Alexey-Ayupov commented 1 year ago

Thanks, I will check other possibilities.

malandis commented 1 year ago

I appreciate the diligence. Thank you!

vpolikarpov-akvelon commented 1 year ago

Hey @malandis. Do you observe such behavior still? I'm trying to reproduce this issue, but didn't succeed yet.

malandis commented 1 year ago

@vpolikarpov-akvelon yes, we still observe this behavior. I see your PR here. Because of our secrets management, you cannot open a PR from a fork. I have opened a PR here.

One important change: you had set the runner image to ubuntu-22.04 for the verify job. It is the test job that will fail on 22.04. I have added here.

cprice404 commented 1 year ago

@vpolikarpov-akvelon if it would make it easier for you to test/reproduce, we can give you an auth token that you could set up as a secret on your fork and then it would be possible to run the tests on your PR. Just let us know if there is a good way to get the token to you and we will can send it your way!

vpolikarpov-akvelon commented 1 year ago

Hey @cprice404 @malandis. I have some new information regarding this issue.

Network dumps analysis demonstrated that in case of failure test suite only connects control endpoint and even doesn't try to start connecting to cache endpoint. Looks like something goes wrong on communication with control endpoint. Unfortunately, it takes place over TLS so I can't analyze it.
I tried to execute tests in Azure on virtual machine created from runner image. The issue was there until I assigned public IP address to the network interface of the machine. With public IP address everything works fine.

Taking these points together I would assume that either something blocks requests on the API's side or communication breaks somewhere in Azure or AWS network. Could you please check configuration of your infrastructure in AWS (especially in terms of network security) and verify all the changes made around the moment when you started observing this issue. Also I would like you to examine logs of your service backend: it may be useful to know how those failures look like from backend's point of view (there should be anything in logs since test suite connects and communicates with control endpoint).
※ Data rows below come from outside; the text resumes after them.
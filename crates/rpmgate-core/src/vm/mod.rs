//! Virtual machine sessions.
//!
//! A [`VmSession`] owns one guest from boot to teardown. Session names are
//! reserved in a [`SessionRegistry`]; the guest itself comes from a
//! [`Hypervisor`] ([`QemuHypervisor`] in production).

pub mod descriptor;
pub mod error;
pub mod guest;
pub mod qemu;
pub mod registry;
pub mod session;
pub mod state;

pub use descriptor::{CloudInitSeed, FsTransport, SharedMount, VmDescriptor};
pub use error::{SessionError, SessionResult};
pub use guest::{ExecOutput, GuestHandle, Hypervisor};
pub use qemu::{QemuHypervisor, QemuOptions};
pub use registry::{NameLease, SessionRegistry};
pub use session::VmSession;
pub use state::SessionState;
//! Error types for the build executor.

use crate::domain::{Arch, Classify, DomainError, ErrorClass, PackageKey};
use crate::render::RenderError;

/// Errors produced while building packages.
#[derive(Debug, thiserror::Error)]
pub enum BuildError {
    #[error("unresolved build dependencies for {package}: {detail}")]
    DependencyUnresolved { package: String, detail: String },

    #[error("build of {package} failed: {detail}")]
    CompileFailed { package: String, detail: String },

    #[error("signing failed: {0}")]
    SignFailed(String),

    #[error("artifact {0} was already produced by an earlier build")]
    DuplicateArtifact(PackageKey),

    #[error("no free build root for {arch}")]
    RootBusy { arch: Arch },

    #[error("build root setup failed: {0}")]
    Setup(String),

    #[error("render error: {0}")]
    Render(#[from] RenderError),

    #[error("unexpected build output: {0}")]
    Output(#[from] DomainError),

    #[error("io error: {0}")]
    Io(#[from] std::io::Error),
}

impl Classify for BuildError {
    fn class(&self) -> ErrorClass {
        match self {
            BuildError::RootBusy { .. } | BuildError::Setup(_) | BuildError::Io(_) => {
                ErrorClass::Infrastructure
            }
            BuildError::Render(_) => ErrorClass::Configuration,
            _ => ErrorClass::Build,
        }
    }
}

/// Result type for build operations.
pub type BuildResult<T> = std::result::Result<T, BuildError>;
//! Content-addressed artifact archive.
//!
//! Layout: `<root>/objects/<first 2 hex chars>/<remaining hex chars>` for
//! blobs and `<root>/index.json` for entries. Identical content is stored
//! once; each new artifact name pointing at it adds an entry.

mod backup;
mod entry;
mod error;

use std::fs;
use std::io::Write;
use std::path::{Path, PathBuf};
use std::sync::{Arc, Mutex, MutexGuard};

use rpmgate_core::obs::emit_annex_stored;
use sha2::{Digest, Sha256};
use tempfile::NamedTempFile;
use tracing::{info, warn};
use uuid::Uuid;

pub use backup::{BackupManifest, BackupSelector};
pub use entry::{parse_timestamp, AnnexEntry, TIMESTAMP_FORMAT};
pub use error::{AnnexError, AnnexResult};

type Clock = Arc<dyn Fn() -> i64 + Send + Sync>;

const INDEX: &str = "index.json";

pub struct Annex {
    root: PathBuf,
    objects_dir: PathBuf,
    backup_dir: PathBuf,
    entries: Mutex<Arc<Vec<AnnexEntry>>>,
    clock: Clock,
}

impl Annex {
    /// Open the annex at `root`, creating it if needed.
    pub fn open(root: impl AsRef<Path>, backup_dir: impl AsRef<Path>) -> AnnexResult<Self> {
        let root = root.as_ref().to_path_buf();
        let objects_dir = root.join("objects");
        fs::create_dir_all(&objects_dir)?;
        let mut entries: Vec<AnnexEntry> = match fs::read(root.join(INDEX)) {
            Ok(raw) => serde_json::from_slice(&raw)?,
            Err(e) if e.kind() == std::io::ErrorKind::NotFound => Vec::new(),
            Err(e) => return Err(e.into()),
        };
        entries.sort_by_key(|e| e.timestamp);
        Ok(Self {
            root,
            objects_dir,
            backup_dir: backup_dir.as_ref().to_path_buf(),
            entries: Mutex::new(Arc::new(entries)),
            clock: Arc::new(|| chrono::Utc::now().timestamp()),
        })
    }

    /// Replace the time source (UTC epoch seconds).
    pub fn with_clock(mut self, clock: impl Fn() -> i64 + Send + Sync + 'static) -> Self {
        self.clock = Arc::new(clock);
        self
    }

    pub fn root(&self) -> &Path {
        &self.root
    }

    fn lock(&self) -> MutexGuard<'_, Arc<Vec<AnnexEntry>>> {
        self.entries.lock().unwrap_or_else(|p| p.into_inner())
    }

    fn blob_path(&self, digest: &str) -> PathBuf {
        self.objects_dir.join(&digest[..2]).join(&digest[2..])
    }

    fn relative_blob_path(digest: &str) -> PathBuf {
        Path::new("objects").join(&digest[..2]).join(&digest[2..])
    }

    fn persist_index(&self, entries: &[AnnexEntry]) -> AnnexResult<()> {
        let mut tmp = NamedTempFile::new_in(&self.root)?;
        tmp.write_all(&serde_json::to_vec_pretty(entries)?)?;
        tmp.persist(self.root.join(INDEX)).map_err(|e| e.error)?;
        Ok(())
    }

    fn write_blob(&self, digest: &str, data: &[u8]) -> AnnexResult<bool> {
        let path = self.blob_path(digest);
        if path.exists() {
            return Ok(false);
        }
        let shard_dir = path.parent().unwrap_or(&self.objects_dir);
        fs::create_dir_all(shard_dir)?;
        let mut tmp = NamedTempFile::new_in(shard_dir)?;
        tmp.write_all(data)?;
        tmp.persist(&path).map_err(|e| e.error)?;
        Ok(true)
    }

    /// Store `data` under the name `artifact`.
    ///
    /// Storing the same bytes under the same name again returns the existing
    /// entry. Timestamps never go backwards, even if the clock does.
    pub fn store(&self, artifact: &str, data: &[u8]) -> AnnexResult<AnnexEntry> {
        let digest = hex::encode(Sha256::digest(data));
        let mut guard = self.lock();
        if let Some(existing) = guard
            .iter()
            .find(|e| e.digest == digest && e.artifact == artifact)
        {
            return Ok(existing.clone());
        }

        let fresh = self.write_blob(&digest, data)?;
        let last = guard.last().map_or(i64::MIN, |e| e.timestamp);
        let entry = AnnexEntry {
            digest: digest.clone(),
            artifact: artifact.to_string(),
            storage_path: Self::relative_blob_path(&digest),
            size: data.len() as u64,
            timestamp: (self.clock)().max(last),
            backed_up: false,
        };
        let mut next = (**guard).clone();
        next.push(entry.clone());
        self.persist_index(&next)?;
        *guard = Arc::new(next);

        emit_annex_stored(&digest, artifact, !fresh);
        Ok(entry)
    }

    /// Store the file at `path` under its file name.
    pub fn store_file(&self, path: impl AsRef<Path>) -> AnnexResult<AnnexEntry> {
        let path = path.as_ref();
        let name = path
            .file_name()
            .and_then(|n| n.to_str())
            .unwrap_or_default()
            .to_string();
        let data = fs::read(path)?;
        self.store(&name, &data)
    }

    /// Content for `digest`, verified on read.
    pub fn get(&self, digest: &str) -> AnnexResult<Vec<u8>> {
        if digest.len() < 3 || !digest.bytes().all(|b| b.is_ascii_hexdigit()) {
            return Err(AnnexError::NotFound(digest.to_string()));
        }
        let data = fs::read(self.blob_path(digest)).map_err(|e| match e.kind() {
            std::io::ErrorKind::NotFound => AnnexError::NotFound(digest.to_string()),
            _ => AnnexError::Io(e),
        })?;
        let actual = hex::encode(Sha256::digest(&data));
        if actual != digest {
            return Err(AnnexError::Corrupt {
                digest: digest.to_string(),
                detail: format!("content hashes to {actual}"),
            });
        }
        Ok(data)
    }

    /// Entries stored at or after `since`, oldest first.
    pub fn list(&self, since: Option<i64>) -> AnnexListing {
        AnnexListing {
            entries: Arc::clone(&*self.lock()),
            since,
        }
    }

    /// Archive the selected entries and mark them backed up.
    pub fn backup(&self, selector: &BackupSelector) -> AnnexResult<BackupManifest> {
        let mut guard = self.lock();
        let selected: Vec<AnnexEntry> = guard
            .iter()
            .filter(|e| selector.matches(e))
            .map(|e| AnnexEntry {
                backed_up: true,
                ..e.clone()
            })
            .collect();
        if selected.is_empty() {
            return Err(AnnexError::EmptySelection);
        }

        let created_at = (self.clock)();
        let id = Uuid::new_v4();
        let stamp = entry::utc(created_at).format("%Y%m%dT%H%M%SZ");
        let archive = self
            .backup_dir
            .join(format!("annex-{stamp}-{}.tar.gz", &id.simple().to_string()[..8]));
        backup::write_archive(&archive, &selected, |d| self.blob_path(d))?;

        let manifest = BackupManifest {
            id,
            archive,
            created_at,
            entries: selected,
        };
        manifest.save()?;

        let mut next = (**guard).clone();
        for entry in next.iter_mut() {
            if manifest.entries.iter().any(|m| m.same_reference(entry)) {
                entry.backed_up = true;
            }
        }
        self.persist_index(&next)?;
        *guard = Arc::new(next);

        info!(
            archive = %manifest.archive.display(),
            entries = manifest.entries.len(),
            "annex backup written"
        );
        Ok(manifest)
    }

    /// Bring the archive's entries and blobs back. Returns the archived
    /// entries, oldest first.
    pub fn restore(&self, manifest: &BackupManifest) -> AnnexResult<Vec<AnnexEntry>> {
        let contents = backup::read_archive(&manifest.archive)?;
        for expected in &manifest.entries {
            if !contents.entries.iter().any(|e| e.same_reference(expected)) {
                return Err(AnnexError::BadArchive {
                    archive: manifest.archive.display().to_string(),
                    detail: format!("missing entry for {}", expected.artifact),
                });
            }
        }

        let mut guard = self.lock();
        for (digest, data) in &contents.blobs {
            self.write_blob(digest, data)?;
        }
        let mut next = (**guard).clone();
        let mut restored = contents.entries;
        restored.sort_by_key(|e| e.timestamp);
        for entry in &restored {
            if !next.iter().any(|e| e.same_reference(entry)) {
                let at = next.partition_point(|e| e.timestamp <= entry.timestamp);
                next.insert(at, entry.clone());
            }
        }
        self.persist_index(&next)?;
        *guard = Arc::new(next);

        info!(archive = %manifest.archive.display(), entries = restored.len(), "annex restored");
        Ok(restored)
    }

    /// Delete the entries covered by `manifest`, then any blob no entry
    /// references any more. Requires the archive to still exist.
    pub fn purge(&self, manifest: &BackupManifest) -> AnnexResult<usize> {
        if !manifest.archive.exists() {
            return Err(AnnexError::NotBackedUp(manifest.archive.display().to_string()));
        }
        let mut guard = self.lock();
        let before = guard.len();
        let next: Vec<AnnexEntry> = guard
            .iter()
            .filter(|e| !(e.backed_up && manifest.entries.iter().any(|m| m.same_reference(e))))
            .cloned()
            .collect();
        let removed = before - next.len();

        self.persist_index(&next)?;
        for m in &manifest.entries {
            if !next.iter().any(|e| e.digest == m.digest) {
                if let Err(e) = fs::remove_file(self.blob_path(&m.digest)) {
                    if e.kind() != std::io::ErrorKind::NotFound {
                        warn!(digest = %m.digest, error = %e, "failed to remove annex blob");
                    }
                }
            }
        }
        *guard = Arc::new(next);
        info!(archive = %manifest.archive.display(), removed, "annex purged");
        Ok(removed)
    }
}

/// A point-in-time listing. Iterating it again yields the same entries.
#[derive(Debug, Clone)]
pub struct AnnexListing {
    entries: Arc<Vec<AnnexEntry>>,
    since: Option<i64>,
}

impl AnnexListing {
    pub fn iter(&self) -> impl Iterator<Item = &AnnexEntry> + '_ {
        let start = self
            .since
            .map_or(0, |s| self.entries.partition_point(|e| e.timestamp < s));
        self.entries[start..].iter()
    }

    pub fn len(&self) -> usize {
        self.iter().count()
    }

    pub fn is_empty(&self) -> bool {
        self.iter().next().is_none()
    }
}

impl<'a> IntoIterator for &'a AnnexListing {
    type Item = &'a AnnexEntry;
    type IntoIter = Box<dyn Iterator<Item = &'a AnnexEntry> + 'a>;

    fn into_iter(self) -> Self::IntoIter {
        Box::new(self.iter())
    }
}

#[cfg(test)]
mod tests {
    use std::sync::atomic::{AtomicI64, Ordering};

    use super::*;

    fn open() -> (tempfile::TempDir, Annex) {
        let dir = tempfile::tempdir().unwrap();
        let annex = Annex::open(dir.path().join("annex"), dir.path().join("backups")).unwrap();
        (dir, annex)
    }

    #[test]
    fn identical_content_is_stored_once() {
        let (dir, annex) = open();
        let a = annex.store("foo-1.0-1.x86_64.rpm", b"payload").unwrap();
        let again = annex.store("foo-1.0-1.x86_64.rpm", b"payload").unwrap();
        let b = annex.store("foo-copy.rpm", b"payload").unwrap();
        assert_eq!(a, again);
        assert_eq!(a.digest, b.digest);
        assert_eq!(annex.list(None).len(), 2);

        let shard = dir.path().join("annex/objects").join(&a.digest[..2]);
        assert_eq!(fs::read_dir(shard).unwrap().count(), 1);
        assert_eq!(annex.get(&a.digest).unwrap(), b"payload");
    }

    #[test]
    fn unknown_digest_is_not_found() {
        let (_dir, annex) = open();
        let missing = hex::encode(Sha256::digest(b"nothing"));
        assert!(matches!(annex.get(&missing), Err(AnnexError::NotFound(_))));
        assert!(matches!(annex.get("zz"), Err(AnnexError::NotFound(_))));
    }

    #[test]
    fn timestamps_never_go_backwards() {
        let now = Arc::new(AtomicI64::new(1_000));
        let clock = Arc::clone(&now);
        let (_dir, annex) = open();
        let annex = annex.with_clock(move || clock.load(Ordering::SeqCst));

        annex.store("a", b"a").unwrap();
        now.store(500, Ordering::SeqCst);
        annex.store("b", b"b").unwrap();
        now.store(2_000, Ordering::SeqCst);
        annex.store("c", b"c").unwrap();

        let ts: Vec<i64> = annex.list(None).iter().map(|e| e.timestamp).collect();
        assert_eq!(ts, vec![1_000, 1_000, 2_000]);
        let recent_listing = annex.list(Some(1_500));
        let recent: Vec<&str> = recent_listing
            .iter()
            .map(|e| e.artifact.as_str())
            .collect();
        assert_eq!(recent, vec!["c"]);
    }

    #[test]
    fn listing_is_a_stable_snapshot() {
        let (_dir, annex) = open();
        annex.store("a", b"a").unwrap();
        let listing = annex.list(None);
        annex.store("b", b"b").unwrap();
        assert_eq!(listing.len(), 1);
        assert_eq!(listing.iter().count(), listing.iter().count());
        assert_eq!(annex.list(None).len(), 2);
    }

    #[test]
    fn index_survives_reopen() {
        let dir = tempfile::tempdir().unwrap();
        let root = dir.path().join("annex");
        {
            let annex = Annex::open(&root, dir.path().join("b")).unwrap();
            annex.store("a", b"a").unwrap();
        }
        let annex = Annex::open(&root, dir.path().join("b")).unwrap();
        assert_eq!(annex.list(None).len(), 1);
    }

    #[test]
    fn backup_restore_purge_cycle() {
        let (_dir, annex) = open();
        let a = annex.store("a.rpm", b"alpha").unwrap();
        annex.store("b.rpm", b"beta").unwrap();

        let manifest = annex.backup(&BackupSelector::pending()).unwrap();
        assert_eq!(manifest.entries.len(), 2);
        assert!(manifest.archive.exists());
        assert!(annex.list(None).iter().all(|e| e.backed_up));
        assert!(matches!(
            annex.backup(&BackupSelector::pending()),
            Err(AnnexError::EmptySelection)
        ));

        let reloaded = BackupManifest::load(BackupManifest::path_for(&manifest.archive)).unwrap();
        assert_eq!(reloaded, manifest);

        assert_eq!(annex.purge(&manifest).unwrap(), 2);
        assert!(annex.list(None).is_empty());
        assert!(matches!(annex.get(&a.digest), Err(AnnexError::NotFound(_))));

        let restored = annex.restore(&manifest).unwrap();
        assert_eq!(restored.len(), 2);
        assert_eq!(annex.get(&a.digest).unwrap(), b"alpha");
        assert_eq!(annex.list(None).len(), 2);
    }

    #[test]
    fn purge_requires_archive() {
        let (_dir, annex) = open();
        annex.store("a.rpm", b"alpha").unwrap();
        let manifest = annex.backup(&BackupSelector::all()).unwrap();
        fs::remove_file(&manifest.archive).unwrap();
        assert!(matches!(annex.purge(&manifest), Err(AnnexError::NotBackedUp(_))));
        assert_eq!(annex.list(None).len(), 1);
    }

    #[test]
    fn purge_keeps_blobs_still_referenced() {
        let (_dir, annex) = open();
        let a = annex.store("a.rpm", b"same").unwrap();
        let manifest = annex.backup(&BackupSelector::all()).unwrap();
        annex.store("b.rpm", b"same").unwrap();
        assert_eq!(annex.purge(&manifest).unwrap(), 1);
        assert_eq!(annex.get(&a.digest).unwrap(), b"same");
    }
}
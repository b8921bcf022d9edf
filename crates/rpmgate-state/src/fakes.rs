//! Deterministic collaborators for repository tests.

use std::path::Path;
use std::sync::atomic::{AtomicUsize, Ordering};
use std::sync::Arc;

use async_trait::async_trait;

use crate::repository::{IndexGenerator, MetadataGenerator, RepoError, RepoResult};

/// Metadata generator that fails on demand.
///
/// Succeeds (behaving like [`IndexGenerator`]) for the first `successes`
/// calls and fails every call after that.
#[derive(Debug, Clone)]
pub struct FailingGenerator {
    successes: usize,
    calls: Arc<AtomicUsize>,
}

impl Default for FailingGenerator {
    fn default() -> Self {
        Self::new()
    }
}

impl FailingGenerator {
    /// Fails every call.
    pub fn new() -> Self {
        Self::succeeding_first(0)
    }

    pub fn succeeding_first(successes: usize) -> Self {
        Self {
            successes,
            calls: Arc::new(AtomicUsize::new(0)),
        }
    }

    pub fn calls(&self) -> usize {
        self.calls.load(Ordering::SeqCst)
    }
}

#[async_trait]
impl MetadataGenerator for FailingGenerator {
    async fn generate(&self, dir: &Path, revision: u64) -> RepoResult<()> {
        let call = self.calls.fetch_add(1, Ordering::SeqCst);
        if call < self.successes {
            return IndexGenerator.generate(dir, revision).await;
        }
        Err(RepoError::Generator(format!(
            "simulated failure at revision {revision}"
        )))
    }

    fn name(&self) -> &str {
        "failing"
    }
}
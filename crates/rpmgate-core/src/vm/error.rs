//! Error types for VM sessions.

use std::path::PathBuf;

use crate::domain::{Classify, ErrorClass};

use super::state::SessionState;
use super::FsTransport;

/// Errors produced by the VM session layer.
#[derive(Debug, thiserror::Error)]
pub enum SessionError {
    #[error("VM {name} is already running")]
    AlreadyRunning { name: String },

    #[error("VM {name} did not become ready within {waited_secs}s")]
    BootTimeout { name: String, waited_secs: u64 },

    #[error("VM image not found: {0}")]
    ImageNotFound(PathBuf),

    #[error("guest kernel does not support {transport} for share {tag}")]
    TransportUnsupported { transport: FsTransport, tag: String },

    #[error("mounting share {tag} failed (exit {exit_code}): {output}")]
    MountFailed { tag: String, exit_code: i32, output: String },

    #[error("share {0} was not declared when the VM was launched")]
    UndeclaredMount(String),

    #[error("command {command_id} timed out after {limit_ms}ms")]
    Timeout { command_id: String, limit_ms: u64 },

    #[error("guest unreachable: {0}")]
    GuestUnreachable(String),

    #[error("VM {name} did not shut down within {waited_secs}s and was killed")]
    ShutdownTimeout { name: String, waited_secs: u64 },

    #[error("invalid session transition {from:?} -> {to:?}")]
    InvalidTransition { from: SessionState, to: SessionState },

    #[error("failed to launch VM: {0}")]
    Launch(String),

    #[error("io error: {0}")]
    Io(#[from] std::io::Error),
}

impl Classify for SessionError {
    fn class(&self) -> ErrorClass {
        match self {
            SessionError::ImageNotFound(_)
            | SessionError::TransportUnsupported { .. }
            | SessionError::UndeclaredMount(_) => ErrorClass::Configuration,
            _ => ErrorClass::Infrastructure,
        }
    }
}

/// Result type for session operations.
pub type SessionResult<T> = std::result::Result<T, SessionError>;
vpolikarpov-akvelon commented 1 year ago

Hey @cprice404 @malandis. Did you manage to find something that may negatively affect communication with control endpoint?

cprice404 commented 1 year ago

Hi @vpolikarpov-akvelon thanks so much for looking into this.

We will look at the logs more today and see if anything shows up but in the past this has appeared to be related to DNS (see https://github.com/actions/runner-images/issues/6981#issuecomment-1415360651). If it was a server-side issue with the control endpoint then I would expect the same issue to occur when running the tests via MacOS?

verify all the changes made around the moment when you started observing this issue.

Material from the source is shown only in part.